# AIM OF THE EXERCISE
Going through the material underneath, give only the number of lines that contain "Node".

--- START ---

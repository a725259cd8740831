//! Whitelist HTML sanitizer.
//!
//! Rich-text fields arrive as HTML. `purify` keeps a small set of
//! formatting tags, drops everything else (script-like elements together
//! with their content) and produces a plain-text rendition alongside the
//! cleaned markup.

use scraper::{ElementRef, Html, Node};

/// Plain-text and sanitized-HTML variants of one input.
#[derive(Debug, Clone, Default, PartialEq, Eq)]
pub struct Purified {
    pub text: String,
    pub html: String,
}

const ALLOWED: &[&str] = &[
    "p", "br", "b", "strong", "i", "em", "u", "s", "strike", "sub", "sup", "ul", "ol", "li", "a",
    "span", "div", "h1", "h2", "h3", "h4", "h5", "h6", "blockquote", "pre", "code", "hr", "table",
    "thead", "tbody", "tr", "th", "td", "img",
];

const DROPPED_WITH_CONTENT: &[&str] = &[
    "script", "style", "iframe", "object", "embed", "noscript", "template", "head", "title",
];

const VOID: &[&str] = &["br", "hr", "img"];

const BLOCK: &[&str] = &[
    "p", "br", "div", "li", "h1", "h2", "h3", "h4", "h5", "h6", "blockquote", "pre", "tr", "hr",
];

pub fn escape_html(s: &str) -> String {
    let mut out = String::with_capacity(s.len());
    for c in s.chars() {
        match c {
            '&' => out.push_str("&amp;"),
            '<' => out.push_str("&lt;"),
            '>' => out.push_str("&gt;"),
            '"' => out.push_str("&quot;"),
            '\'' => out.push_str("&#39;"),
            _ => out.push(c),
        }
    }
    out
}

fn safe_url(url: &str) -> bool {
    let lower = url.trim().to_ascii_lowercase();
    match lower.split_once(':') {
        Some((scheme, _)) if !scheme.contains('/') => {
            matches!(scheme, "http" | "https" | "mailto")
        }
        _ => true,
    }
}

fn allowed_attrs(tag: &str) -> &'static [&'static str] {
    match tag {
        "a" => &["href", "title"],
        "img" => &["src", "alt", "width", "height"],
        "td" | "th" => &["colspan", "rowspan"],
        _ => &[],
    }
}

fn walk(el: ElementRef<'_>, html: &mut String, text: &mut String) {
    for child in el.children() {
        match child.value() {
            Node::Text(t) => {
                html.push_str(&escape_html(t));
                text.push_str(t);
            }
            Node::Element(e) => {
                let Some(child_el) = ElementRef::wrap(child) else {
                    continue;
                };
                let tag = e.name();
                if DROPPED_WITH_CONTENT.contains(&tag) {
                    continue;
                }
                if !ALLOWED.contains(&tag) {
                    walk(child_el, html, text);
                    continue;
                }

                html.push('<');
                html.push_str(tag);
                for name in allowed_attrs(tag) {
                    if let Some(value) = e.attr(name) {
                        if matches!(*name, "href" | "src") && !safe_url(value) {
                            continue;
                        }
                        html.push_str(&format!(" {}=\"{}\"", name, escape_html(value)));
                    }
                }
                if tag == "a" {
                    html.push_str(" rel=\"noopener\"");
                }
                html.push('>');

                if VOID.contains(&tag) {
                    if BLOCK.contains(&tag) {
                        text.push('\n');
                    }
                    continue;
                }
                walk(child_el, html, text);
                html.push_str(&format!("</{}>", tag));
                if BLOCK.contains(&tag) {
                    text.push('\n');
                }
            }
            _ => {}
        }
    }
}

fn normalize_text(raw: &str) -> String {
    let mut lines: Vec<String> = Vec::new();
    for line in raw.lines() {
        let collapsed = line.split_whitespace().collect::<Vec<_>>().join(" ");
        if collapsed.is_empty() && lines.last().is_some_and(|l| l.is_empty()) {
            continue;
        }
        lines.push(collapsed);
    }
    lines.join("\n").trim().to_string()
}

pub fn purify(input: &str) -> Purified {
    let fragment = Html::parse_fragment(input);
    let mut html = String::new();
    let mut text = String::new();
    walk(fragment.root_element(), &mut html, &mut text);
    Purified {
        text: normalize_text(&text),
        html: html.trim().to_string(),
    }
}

--- END ---

# EXERCISE RESPONSE
3